I have Googled to no end, but I cannot find a simple solution. Am I missing something? Or is this not achievable in Vim?
Upvotes: 1
Views: 289
Reputation: 172510
I have written the SyntaxRange plugin for that (my main use case is highlighting patches inside emails as with the "diff" syntax). With it, you can :[range]SyntaxIgnore
or :[range]SyntaxInclude {filetype}
certain sections of a buffer, or, when the sections start and end with certain markers, define dynamic sections that adapt when the number of lines change.
Upvotes: 3
Reputation: 161604
You can create a syntax file for your book.

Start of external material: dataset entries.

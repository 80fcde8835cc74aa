//! Assembling the engine and admin from configuration.

use std::path::{Path, PathBuf};
use std::sync::Arc;

use teamreg_delivery::{HttpRosterSync, SmtpNotifier};
use teamreg_shared::{AppConfig, Result, validate_smtp_credentials};
use teamreg_storage::Storage;

use crate::admin::Admin;
use crate::collaborators::{LogOnlyNotifier, LogOnlyRoster, Notifier, RosterSync};
use crate::engine::{EngineSettings, RegistrationEngine};
use crate::faq::FaqResponder;
use crate::machine::IntakePolicy;

/// Opened store plus the configured (or log-only) collaborators.
pub struct Services {
    pub storage: Arc<Storage>,
    pub notifier: Arc<dyn Notifier>,
    pub roster: Arc<dyn RosterSync>,
    config: AppConfig,
}

impl Services {
    /// Open the database read-write and build the enabled collaborators.
    pub async fn open(config: &AppConfig, db_override: Option<&Path>) -> Result<Self> {
        let db_path = resolve_db_path(config, db_override);
        tracing::info!(db = %db_path.display(), "opening registration store");
        let storage = Arc::new(Storage::open(&db_path).await?);

        let notifier: Arc<dyn Notifier> = if config.smtp.enabled {
            validate_smtp_credentials(config)?;
            Arc::new(SmtpNotifier::from_config(&config.smtp, &config.event)?)
        } else {
            Arc::new(LogOnlyNotifier)
        };

        let roster: Arc<dyn RosterSync> = match HttpRosterSync::from_config(config)? {
            Some(sync) => Arc::new(sync),
            None => Arc::new(LogOnlyRoster),
        };

        Ok(Self {
            storage,
            notifier,
            roster,
            config: config.clone(),
        })
    }

    /// Open the database read-only, for reporting. Collaborators are log-only.
    pub async fn open_readonly(config: &AppConfig, db_override: Option<&Path>) -> Result<Self> {
        let db_path = resolve_db_path(config, db_override);
        let storage = Arc::new(Storage::open_readonly(&db_path).await?);
        Ok(Self {
            storage,
            notifier: Arc::new(LogOnlyNotifier),
            roster: Arc::new(LogOnlyRoster),
            config: config.clone(),
        })
    }

    pub fn engine(&self) -> Result<RegistrationEngine> {
        let faq = FaqResponder::new(&self.config.faq)?;
        Ok(RegistrationEngine::new(
            self.storage.clone(),
            self.notifier.clone(),
            self.roster.clone(),
            EngineSettings::from(&self.config),
        )
        .with_faq(faq))
    }

    pub fn admin(&self) -> Admin {
        Admin::new(
            self.storage.clone(),
            self.roster.clone(),
            IntakePolicy::from(&self.config),
        )
    }
}

/// `--db` wins over `[storage] db_path`.
pub fn resolve_db_path(config: &AppConfig, db_override: Option<&Path>) -> PathBuf {
    db_override
        .map(Path::to_path_buf)
        .unwrap_or_else(|| PathBuf::from(&config.storage.db_path))
}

For example, you can create a script: ~/.vim/syntax/tutor.vim
"
" tutor.vim -- syntax file for my book/tutor
"
syn include @PY $VIMRUNTIME/syntax/python.vim
syn region pyBlock start="{{{" end="}}}" contains=@PY
This is a sample file:
# File: intro.txt
# Date: 2012-08-19
blah, blah ...
So, I will show you some code:
{{{
def hello():
print "world"
}}}
# vim: set syn=tutor :
Upvotes: 3
Reputation: 2860
Thinking tangentially...
How about using something like restructured text or markdown within Vim and render on github. This gives you version management for free. You can have code-blocks.